It was less than a year ago I found myself sitting at the bar, alone, looking for something or someone to fill the void. I was struggling financially, with a constant back and forth about what my next career move should be. I wasn’t sure if the answer was to continue school for nursing, another bartending job or opening a new business. I was raising my son and separated from his dad which was a challenging in itself. My son is the most amazing human being. So independent and kind, but even on the best days I was constantly second guessing most of the decisions I made up until that moment.
Sometimes it would seem like the world around me would just keep spinning and I was struggling to find my footing. There’s been countless times this past year where I have felt overwhelmed by the reality of life and I just choose to drown out the world with my go-to toxic behaviors. Anything that would serve as a distraction whether its alcohol, sex, or sleep. Of course when I’m on the clock as a mom, I do my best to be focused and present for my son, so on my time off the mommy clock, I would be quick to run to the vices that served as a quick fix.

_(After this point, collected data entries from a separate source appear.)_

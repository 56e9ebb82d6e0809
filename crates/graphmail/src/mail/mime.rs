use std::path::Path;

/// Content type used for anything outside the known table.
pub const DEFAULT_MIME_TYPE: &str = "application/octet-stream";

/// Maps a file's extension to the content type sent with the attachment.
///
/// Matching is case-insensitive. Unknown or missing extensions fall back to
/// [`DEFAULT_MIME_TYPE`]. A bare dotfile such as `.pdf` counts as having the
/// extension `pdf`.
pub fn resolve_mime_type(path: impl AsRef<Path>) -> &'static str {
    let path = path.as_ref();
    let extension = path
        .extension()
        .and_then(|e| e.to_str())
        .or_else(|| {
            path.file_name()
                .and_then(|n| n.to_str())
                .and_then(|n| n.strip_prefix('.'))
        })
        .map(|e| e.to_ascii_lowercase());

    match extension.as_deref() {
        Some("txt") => "text/plain",
        Some("html" | "htm") => "text/html",
        Some("jpg" | "jpeg") => "image/jpeg",
        Some("png") => "image/png",
        Some("gif") => "image/gif",
        Some("pdf") => "application/pdf",
        Some("doc") => "application/msword",
        Some("docx") => {
            "application/vnd.openxmlformats-officedocument.wordprocessingml.document"
        }
        _ => DEFAULT_MIME_TYPE,
    }
}
//! HTTP plumbing shared by the token exchange and the sendMail call.

use std::time::Duration;

use log::{info, warn};
use reqwest::header::CONTENT_TYPE;
use reqwest::Client;

use super::auth::AccessToken;
use super::error::SendError;
use super::payload::SendMailRequest;
use crate::sanitize;

/// Connect timeout for both endpoints.
const DEFAULT_CONNECT_TIMEOUT: Duration = Duration::from_secs(10);

/// Creates the HTTP client used for one send.
///
/// Without `request_timeout` a hung endpoint blocks the send indefinitely.
pub fn create_http_client(request_timeout: Option<Duration>) -> reqwest::Result<Client> {
    let mut builder = Client::builder().connect_timeout(DEFAULT_CONNECT_TIMEOUT);
    if let Some(timeout) = request_timeout {
        builder = builder.timeout(timeout);
    }
    builder.build()
}

/// POSTs a sendMail body with the bearer token.
///
/// Any 2xx is success; Graph normally answers `202 Accepted` with no body.
pub async fn post_send_mail(
    client: &Client,
    url: &str,
    token: &AccessToken,
    payload: &SendMailRequest<'_>,
) -> Result<(), SendError> {
    let body = serde_json::to_string(payload)?;

    let response = client
        .post(url)
        .bearer_auth(token.expose())
        .header(CONTENT_TYPE, "application/json")
        .body(body)
        .send()
        .await
        .map_err(SendError::Transport)?;

    let status = response.status();
    if !status.is_success() {
        let body = match response.text().await {
            Ok(body) => body,
            Err(e) => {
                warn!("sendMail rejected with {}; reading the body failed: {}", status, e);
                return Err(SendError::Transport(e));
            }
        };
        warn!(
            "sendMail rejected with {}: {}",
            status,
            sanitize::truncate_body(&body)
        );
        return Err(SendError::Rejected { status, body });
    }

    info!("sendMail accepted with {}", status);
    Ok(())
}
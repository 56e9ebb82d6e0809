pub mod loader;
pub mod schema;
pub mod settings;

pub use loader::{load_config, load_config_from_str};
pub use schema::ConfigFile;
pub use settings::{MailerConfig, OAuthCredentials, DEFAULT_GRANT_TYPE, DEFAULT_GRAPH_BASE_URL};
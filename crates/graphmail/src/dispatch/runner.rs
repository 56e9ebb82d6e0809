use std::any::Any;
use std::future::Future;
use std::panic::AssertUnwindSafe;
use std::path::{Path, PathBuf};
use std::sync::{Arc, RwLock};

use futures_util::FutureExt;
use tracing::{debug, error, info, info_span, Instrument, Span};
use uuid::Uuid;

use super::error::DispatchError;
use super::outcome::{DispatchOutcome, DispatchPhase};
use super::status::{DispatchStatus, StatusSink};
use crate::config::MailerConfig;
use crate::mail::{
    build_payload, create_http_client, encode_attachment, post_send_mail, EmailMessage,
    TokenClient,
};
use crate::sanitize;

/// One message to send.
#[derive(Debug, Clone, PartialEq, Eq)]
pub struct OutgoingEmail {
    pub to: String,
    pub subject: String,
    pub body: String,
    /// An empty path is treated as no attachment.
    pub attachment: Option<PathBuf>,
}

impl OutgoingEmail {
    pub fn new(to: impl Into<String>, subject: impl Into<String>, body: impl Into<String>) -> Self {
        Self {
            to: to.into(),
            subject: subject.into(),
            body: body.into(),
            attachment: None,
        }
    }

    pub fn with_attachment(mut self, path: impl Into<PathBuf>) -> Self {
        self.attachment = Some(path.into());
        self
    }

    fn has_all_parameters(&self) -> bool {
        !self.to.is_empty() && !self.subject.is_empty() && !self.body.is_empty()
    }
}

/// Sends mail through Microsoft Graph and reports the result to a status sink.
///
/// Every send fetches a fresh access token and builds its own HTTP client.
/// Nothing is cached between sends, so concurrent sends share no state
/// apart from the status sink and the attachment slot.
pub struct MailDispatcher {
    config: Arc<MailerConfig>,
    status: Arc<dyn StatusSink>,
    attachment: RwLock<Option<PathBuf>>,
}

impl MailDispatcher {
    /// Creates a dispatcher and resets the sink to `(false, "")`.
    ///
    /// The attachment slot starts out with the configured attachment, if any.
    pub fn new(config: Arc<MailerConfig>, status: Arc<dyn StatusSink>) -> Self {
        debug!(phase = %DispatchPhase::Idle, "Resetting status");
        publish(status.as_ref(), &DispatchStatus::idle());
        let attachment = config.attachment().map(Path::to_path_buf);
        Self {
            config,
            status,
            attachment: RwLock::new(attachment),
        }
    }

    pub fn config(&self) -> &MailerConfig {
        &self.config
    }

    /// Replaces the attachment used by [`send_email`](Self::send_email).
    pub fn set_attachment(&self, path: Option<PathBuf>) {
        let mut slot = match self.attachment.write() {
            Ok(guard) => guard,
            Err(poisoned) => poisoned.into_inner(),
        };
        *slot = path;
    }

    pub fn attachment(&self) -> Option<PathBuf> {
        match self.attachment.read() {
            Ok(guard) => guard.clone(),
            Err(poisoned) => poisoned.into_inner().clone(),
        }
    }

    /// Sends a message using the current attachment slot.
    pub async fn send_email(&self, to: &str, subject: &str, body: &str) -> DispatchOutcome {
        let email = OutgoingEmail {
            to: to.to_string(),
            subject: subject.to_string(),
            body: body.to_string(),
            attachment: self.attachment(),
        };
        self.send(email).await
    }

    /// Runs one send to completion.
    ///
    /// The sink sees `(false, "Sending email...")` first and then exactly one
    /// terminal update matching the returned outcome. Failures never escape
    /// as errors or panics, including panics raised by the status sink.
    pub async fn send(&self, email: OutgoingEmail) -> DispatchOutcome {
        let dispatch_id = Uuid::new_v4();
        let attachment_name = email
            .attachment
            .as_deref()
            .filter(|p| !p.as_os_str().is_empty())
            .map(sanitize::redact_path)
            .unwrap_or_else(|| "none".to_string());
        let span = info_span!("dispatch",
            dispatch_id = %dispatch_id,
            attachment = %attachment_name,
        );

        let to = email.to.clone();
        let outcome = self.supervise(&to, span, self.run(email)).await;
        debug!(dispatch_id = %dispatch_id, phase = %outcome.phase(), "Dispatch finished");
        outcome
    }

    /// Brackets one send attempt with status updates and turns its result,
    /// panics included, into the outcome.
    async fn supervise<F>(&self, to: &str, span: Span, attempt: F) -> DispatchOutcome
    where
        F: Future<Output = Result<(), DispatchError>>,
    {
        publish(self.status.as_ref(), &DispatchStatus::sending());

        let result = AssertUnwindSafe(attempt.instrument(span.clone()))
            .catch_unwind()
            .await;

        let outcome = span.in_scope(|| match result {
            Ok(Ok(())) => {
                info!("Email sent to {}", to);
                DispatchOutcome::success(format!("Email sent successfully to {}", to))
            }
            Ok(Err(e)) => {
                error!(kind = e.kind(), "Dispatch failed: {}", e);
                DispatchOutcome::failure(e.to_string())
            }
            Err(panic) => {
                let e = DispatchError::Unexpected(panic_message(panic.as_ref()));
                error!(kind = e.kind(), "Dispatch panicked: {}", e);
                DispatchOutcome::failure(e.to_string())
            }
        });

        publish(self.status.as_ref(), &DispatchStatus::from(&outcome));
        outcome
    }

    async fn run(&self, email: OutgoingEmail) -> Result<(), DispatchError> {
        debug!(phase = %DispatchPhase::Validating, "Entering phase");
        if !email.has_all_parameters() {
            error!("Missing parameters in send request");
            return Err(DispatchError::MissingParameters);
        }

        let attachment = match email.attachment.as_deref() {
            Some(raw) if !raw.as_os_str().is_empty() => {
                debug!(phase = %DispatchPhase::EncodingAttachment, "Entering phase");
                let path = self.config.resolve_attachment_path(raw);
                let descriptor = encode_attachment(&path)
                    .instrument(info_span!("encode_attachment",
                        file = %sanitize::redact_path(&path),
                    ))
                    .await?;
                Some(descriptor)
            }
            _ => None,
        };

        let client = create_http_client(self.config.request_timeout())
            .map_err(|e| DispatchError::Unexpected(e.to_string()))?;

        debug!(phase = %DispatchPhase::AcquiringToken, "Entering phase");
        let token = TokenClient::new(client.clone())
            .fetch_token(self.config.credentials())
            .instrument(info_span!("acquire_token"))
            .await?;

        debug!(phase = %DispatchPhase::Sending, "Entering phase");
        let message = EmailMessage {
            to: email.to,
            subject: email.subject,
            body_text: email.body,
            attachment,
        };
        let payload = build_payload(&message);
        let url = self.config.send_mail_url();
        post_send_mail(&client, &url, &token, &payload)
            .instrument(info_span!("send_mail"))
            .await?;

        Ok(())
    }
}

/// Hands a status to the sink; a panicking sink is logged and ignored.
fn publish(sink: &dyn StatusSink, status: &DispatchStatus) {
    if std::panic::catch_unwind(AssertUnwindSafe(|| sink.update(status))).is_err() {
        error!("Status sink panicked while recording '{}'", status.message);
    }
}

fn panic_message(payload: &(dyn Any + Send)) -> String {
    if let Some(s) = payload.downcast_ref::<&str>() {
        (*s).to_string()
    } else if let Some(s) = payload.downcast_ref::<String>() {
        s.clone()
    } else {
        "unknown panic".to_string()
    }
}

At a certain point, I had had enough. It was the week I had several reoccurring dreams about returning to my job in the keys. Yes, it was a bartending and serving position, but it was the job that allowed my to be completely financially independent with five days off in a row with my son. Not only that, I was able to spend time in the place I love the most, the Florida Keys. In the beginning of January, I returned to working weekends in Marathon and made a promise to myself that I was to focus on work, spending quality time with my son, and dedicating free time to self-improvement. Spiritual, mental, and emotional improvement, I am a firm believer that when you are decisive, the universe will conspire in your favor. I returned to work, got back in my flow of financial abundance, and spent my free time engaging in meaningful actives for myself and my son.
Sure enough, just a few weeks after returning to the keys, I met someone (an extremely handsome and funny man). He was the first person that I felt like I could really see a future with since my ex-husband. Of course, this was exciting and gave me all the feels as we were spending all our free time scuba diving, adventuring, and relaxing, But I knew I needed to stay focused on one thing: Alignment!
No matter who comes into your life, I truly believe that If you stay in alignment with your
highest self, you cannot be led astray.
So now you’re probably wondering where the toxic behaviors return.... Lets just say, this past week has been challenging. For whatever reason, I have been exhausted. My son has been crabbier than usual (toddler life). His school is closed the day I need to leave for the keys so this lingering feeling of anxiety has been creeping up that I will be late to work and loose money or let down my colleagues. A group of friends wanting to socialize, when I can barely get a load of laundry going. Not only that, but in this time of needing more encouragement more than ever, I am finding my partner is not seeing or hearing what my needs are. It's not his fault, he’s only partially aware of everything going on.
So I’m sitting here reflecting on my options. I can just get through the week and get wasted after work on Friday, turn to social media or an old flame for the lack of attention I feel like I’m receiving, or I sit in self reflection and move through these intense, uncomfortable, but valid emotions (fun!)
I know what the easy solution is, and I know what the right solution is. The thing is, we are all human beings with emotions, vices, and personal solutions. You might think you are alone, but the truth is, you are not. Everyone has their own personal battles and it’s how you choose to move through them that will define your future. Today I am choosing personal expansion, I am leaving old patterns and toxic behaviors behind. I choose to breathe, move, get outside, read, clean my house and create a sacred space. I choose my own individuality and take space from my partner, recognizing that he has his own battles and that the only way to get back into my alignment is doing the inner-work, I am the only one responsible for this. I choose to be present for my son, relishing in our time together and allowing my inner-child to play. These are the formative years and his happiness is number one besides my own. I choose to redirect these toxic – behaviors and create something beautiful.